Другую героиню я встретил в станице Нижнебаканской, которую волонтёры для краткости называли Баканкой. Там пункт приема гуманитарной помощи расположился в местном доме культуры. Новое, после внутреннего ремонта здание, сцена, новенькие красные бархатные стулья аккуратными рядами. Всё завалено тюками, коробками и мешками и разрушается под их тяжестью. Директор ДК Елена Александровна Купцова, увидев у меня в руках фотоаппарат, рассказывает и плачет. Она не может защитить свой труд и свою жизнь, которая в этом доме культуры. Координаторы фур с помощью считают, что доброе и правильное дело дает им право не обращать внимания на хрупкую и одинокую женщину.

Мы прошли с ней в огромный пустой ангар рядом. Он тоже на балансе ДК, внутри, как водится баннер «Единой России», залитый грязью, и пустота.
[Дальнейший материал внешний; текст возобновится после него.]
#[cfg(test)]
mod tests {
    use super::*;

    fn race(name: &str, country: &str) -> Race {
        Race {
            round: None,
            race_name: name.to_string(),
            circuit_name: None,
            country: country.to_string(),
            date: None,
            available_sessions: vec!["R".to_string(), "Q".to_string()],
        }
    }

    fn respond(request: FetchRequest, result: Result<FetchPayload, LaptraceError>) -> FetchResponse {
        FetchResponse {
            token: request.token,
            kind: request.kind,
            result,
        }
    }

    fn sample(distance: f64) -> TelemetrySample {
        TelemetrySample {
            distance,
            speed: 250.,
            throttle: 100.,
            ..Default::default()
        }
    }

    /// State with a race and session selected and driver 44 added
    fn state_with_driver() -> DashboardState {
        let mut state = DashboardState::new(2024);
        let calendar = state.select_year(2024).remove(0);
        state.apply(respond(
            calendar,
            Ok(FetchPayload::Calendar(vec![race("Bahrain GP", "Bahrain")])),
        ));
        state.select_race("Bahrain GP").unwrap();
        let results = state.select_session(SessionType::Race).unwrap().remove(0);
        state.apply(respond(
            results,
            Ok(FetchPayload::SessionResults(vec![SessionResult {
                driver_number: "44".to_string(),
                driver_name: "Lewis Hamilton".to_string(),
                position: Some(7),
                team: None,
                status: None,
                points: None,
            }])),
        ));
        state.select_driver("44").unwrap();
        state
    }

    #[test]
    fn test_stale_calendar_response_is_ignored() {
        let mut state = DashboardState::new(2024);
        let old = state.select_year(2023).remove(0);
        let new = state.select_year(2024).remove(0);
        assert!(state.is_loading(Scope::Calendar));

        state.apply(respond(new, Ok(FetchPayload::Calendar(vec![race("2024", "A")]))));
        state.apply(respond(old, Ok(FetchPayload::Calendar(vec![race("2023", "B")]))));

        assert_eq!(state.races().len(), 1);
        assert_eq!(state.races()[0].race_name, "2024");
        assert!(!state.is_loading(Scope::Calendar));
    }

    #[test]
    fn test_calendar_error_leaves_empty_list_and_notifies() {
        let mut state = DashboardState::new(2024);
        let request = state.select_year(2024).remove(0);
        state.apply(respond(request, Err(LaptraceError::WorkerDisconnected)));

        assert!(state.races().is_empty());
        let notifications = state.take_notifications();
        assert_eq!(notifications.len(), 1);
        assert!(notifications[0].starts_with("Failed to load races"));
        assert!(state.take_notifications().is_empty());
    }

    #[test]
    fn test_unknown_race_and_missing_session() {
        let mut state = DashboardState::new(2024);
        assert!(matches!(
            state.select_race("Nowhere"),
            Err(LaptraceError::UnknownRace { .. })
        ));
        assert!(matches!(
            state.select_session(SessionType::Race),
            Err(LaptraceError::NoSessionSelected)
        ));
        assert!(matches!(
            state.select_driver("44"),
            Err(LaptraceError::NoSessionSelected)
        ));
    }

    #[test]
    fn test_duplicate_driver_issues_no_request() {
        let mut state = state_with_driver();
        let result = state.select_driver("44");
        assert!(matches!(
            result,
            Err(LaptraceError::DriverAlreadySelected { .. })
        ));
        assert_eq!(state.drivers().len(), 1);
        assert_eq!(state.drivers()[0].name, "Lewis Hamilton");
    }

    #[test]
    fn test_toggle_lap_selects_and_deselects() {
        let mut state = state_with_driver();
        let key = LapKey::new("44", 5);

        let requests = state.toggle_lap(key.clone()).unwrap();
        assert_eq!(requests.len(), 1);
        assert!(state.selected_laps().contains(&key));
        let request = requests.into_iter().next().unwrap();
        state.apply(respond(
            request,
            Ok(FetchPayload::Telemetry(vec![sample(0.), sample(4.2)])),
        ));
        assert_eq!(state.telemetry(&key).map(|t| t.len()), Some(2));

        assert!(state.toggle_lap(key.clone()).unwrap().is_empty());
        assert!(!state.selected_laps().contains(&key));
        assert!(state.telemetry(&key).is_none());
    }

    #[test]
    fn test_empty_telemetry_drops_key_without_notification() {
        let mut state = state_with_driver();
        let key = LapKey::new("44", 1);
        let request = state.toggle_lap(key.clone()).unwrap().remove(0);
        state.apply(respond(request, Ok(FetchPayload::Telemetry(Vec::new()))));

        assert!(!state.selected_laps().contains(&key));
        assert!(state.take_notifications().is_empty());
    }

    #[test]
    fn test_telemetry_error_drops_key_and_notifies() {
        let mut state = state_with_driver();
        let key = LapKey::new("44", 2);
        let request = state.toggle_lap(key.clone()).unwrap().remove(0);
        state.apply(respond(
            request,
            Err(LaptraceError::HttpStatus {
                url: "http://localhost/telemetry".to_string(),
                status: 404,
                body: "not found".to_string(),
            }),
        ));

        assert!(state.selected_laps().is_empty());
        let notifications = state.take_notifications();
        assert_eq!(
            notifications,
            vec!["Failed to load telemetry: HTTP error! status: 404, details: not found"]
        );
    }

    #[test]
    fn test_telemetry_for_deselected_lap_is_ignored() {
        let mut state = state_with_driver();
        let key = LapKey::new("44", 3);
        let request = state.toggle_lap(key.clone()).unwrap().remove(0);
        state.toggle_lap(key.clone()).unwrap();
        state.apply(respond(request, Ok(FetchPayload::Telemetry(vec![sample(1.)]))));

        assert!(state.telemetry(&key).is_none());
        assert!(!state.selected_laps().contains(&key));
    }

    #[test]
    fn test_reselected_lap_ignores_failure_of_earlier_request() {
        let mut state = state_with_driver();
        let key = LapKey::new("44", 5);
        let first = state.toggle_lap(key.clone()).unwrap().remove(0);
        assert!(state.toggle_lap(key.clone()).unwrap().is_empty());
        let second = state.toggle_lap(key.clone()).unwrap().remove(0);
        assert_ne!(first.token, second.token);

        state.apply(respond(first, Err(LaptraceError::WorkerDisconnected)));
        assert!(state.selected_laps().contains(&key));
        assert!(state.take_notifications().is_empty());

        state.apply(respond(second, Ok(FetchPayload::Telemetry(vec![sample(1.)]))));
        assert!(state.selected_laps().contains(&key));
        assert_eq!(state.telemetry(&key).map(|t| t.len()), Some(1));
        assert!(!state.is_loading(Scope::Telemetry));
    }

    #[test]
    fn test_reselected_lap_ignores_data_of_earlier_request() {
        let mut state = state_with_driver();
        let key = LapKey::new("44", 6);
        let first = state.toggle_lap(key.clone()).unwrap().remove(0);
        state.toggle_lap(key.clone()).unwrap();
        let second = state.toggle_lap(key.clone()).unwrap().remove(0);

        state.apply(respond(first, Ok(FetchPayload::Telemetry(vec![sample(1.), sample(2.)]))));
        assert!(state.telemetry(&key).is_none());
        state.apply(respond(second, Ok(FetchPayload::Telemetry(vec![sample(3.)]))));
        assert_eq!(state.telemetry(&key).map(|t| t[0].distance), Some(3.));
    }

    #[test]
    fn test_telemetry_error_for_deselected_lap_is_silent() {
        let mut state = state_with_driver();
        let key = LapKey::new("44", 3);
        let request = state.toggle_lap(key.clone()).unwrap().remove(0);
        assert!(state.remove_lap(&key));
        state.apply(respond(request, Err(LaptraceError::WorkerDisconnected)));

        assert!(state.take_notifications().is_empty());
        assert!(!state.is_loading(Scope::Telemetry));
    }

    #[test]
    fn test_lap_times_error_for_removed_driver_is_silent() {
        let mut state = DashboardState::new(2024);
        let calendar = state.select_year(2024).remove(0);
        state.apply(respond(
            calendar,
            Ok(FetchPayload::Calendar(vec![race("Bahrain GP", "Bahrain")])),
        ));
        state.select_race("Bahrain GP").unwrap();
        state.select_session(SessionType::Race).unwrap();
        let request = state.select_driver("1").unwrap().remove(0);
        assert!(state.remove_driver("1"));

        state.apply(respond(request, Err(LaptraceError::WorkerDisconnected)));
        assert!(state.take_notifications().is_empty());
    }

    #[test]
    fn test_readded_driver_ignores_lap_times_of_earlier_request() {
        let mut state = DashboardState::new(2024);
        let calendar = state.select_year(2024).remove(0);
        state.apply(respond(
            calendar,
            Ok(FetchPayload::Calendar(vec![race("Bahrain GP", "Bahrain")])),
        ));
        state.select_race("Bahrain GP").unwrap();
        state.select_session(SessionType::Race).unwrap();
        let first = state.select_driver("1").unwrap().remove(0);
        state.remove_driver("1");
        let second = state.select_driver("1").unwrap().remove(0);

        state.apply(respond(first, Err(LaptraceError::WorkerDisconnected)));
        assert!(state.take_notifications().is_empty());
        state.apply(respond(
            second,
            Ok(FetchPayload::LapTimes(vec![LapTime {
                lap_number: 1,
                lap_time: Some("01:30.000".to_string()),
                compound: None,
                is_personal_best: None,
            }])),
        ));
        assert_eq!(state.lap_times("1").map(|l| l.len()), Some(1));
    }

    #[test]
    fn test_remove_driver_drops_laps_and_telemetry() {
        let mut state = state_with_driver();
        let key = LapKey::new("44", 7);
        let request = state.toggle_lap(key.clone()).unwrap().remove(0);
        state.apply(respond(request, Ok(FetchPayload::Telemetry(vec![sample(1.)]))));

        assert!(state.remove_driver("44"));
        assert!(state.drivers().is_empty());
        assert!(state.selected_laps().is_empty());
        assert!(state.telemetry(&key).is_none());
        assert!(!state.remove_driver("44"));
    }

    #[test]
    fn test_session_change_discards_drivers_and_late_lap_times() {
        let mut state = DashboardState::new(2024);
        let calendar = state.select_year(2024).remove(0);
        state.apply(respond(
            calendar,
            Ok(FetchPayload::Calendar(vec![race("Bahrain GP", "Bahrain")])),
        ));
        state.select_race("Bahrain GP").unwrap();
        state.select_session(SessionType::Race).unwrap();
        let laps = state.select_driver("1").unwrap().remove(0);

        state.select_session(SessionType::Qualifying).unwrap();
        assert!(state.drivers().is_empty());

        state.select_driver("1").unwrap();
        state.apply(respond(
            laps,
            Ok(FetchPayload::LapTimes(vec![LapTime {
                lap_number: 1,
                lap_time: Some("01:30.000".to_string()),
                compound: None,
                is_personal_best: None,
            }])),
        ));
        assert!(state.lap_times("1").is_none());
    }
}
Его нужно почистить, и огромное помещение, предназначенное для хранения, готово. Пока мы разговаривали, подъехала фура от партии власти. Дальше мужик в майке с партийной символикой кричал, что позвонит в Москву, и «тебя сразу же снимут, ты что не понимаешь». Фуру разгрузили прямо на дорогу и оставили без охраны. Мы только лекарства успели отнести в здание. Подъехали цыгане и увезли большую часть помощи. МЧС шутит: «Скоро тут рынок откроется».

Немного погодя я слышал, как бодро отчитывается координатор по телефону, что «Единая Россия» свой долг выполнила».

После потопа

Я ехал из Крымска пару часов на автобусе до Краснодара и сутки на поезде, заполненном жарой и загорелыми отдыхающими. Кажется, я не сказал за всё время ни слова никому. Потом, уже дома, я понял, что уехал на день раньше нужного. Власть совершенно хамски разогнала наш волонтерский лагерь с Антоном во главе. Жители наконец не выдержали обмана с выплатами компенсаций и помощи и пришли к администрации требовать свое. Здесь же по пятнадцать суток дали четверым, кто посмел усомниться в реальности официальной статистики погибших. Я еще подумал, что тогда нужно весь город посадить, вместе со спасателями и каждым волонтером: ни один человек в эти цифры не верит. Но меня там уже не было.

Осталось почти четыреста снимков в фотоаппарате, измусоленная ксерокопия карты Крымска, который я знаю теперь лучше Саратова, и желание вернуться. Потому что в этой грязи, затхлом, трупном воздухе люди становились чище и честнее. Или наоборот, но это сразу было понятно, а оттого тоже честно. И если новый закон не убьет волонтерское движение, если мы сможем отстоять свое право делать добро не по указке сверху, а по совести, то я, когда случатся – а они случатся неминуемо – очередные потопы, пожары, взрывы, поеду что-то делать, как и многие другие.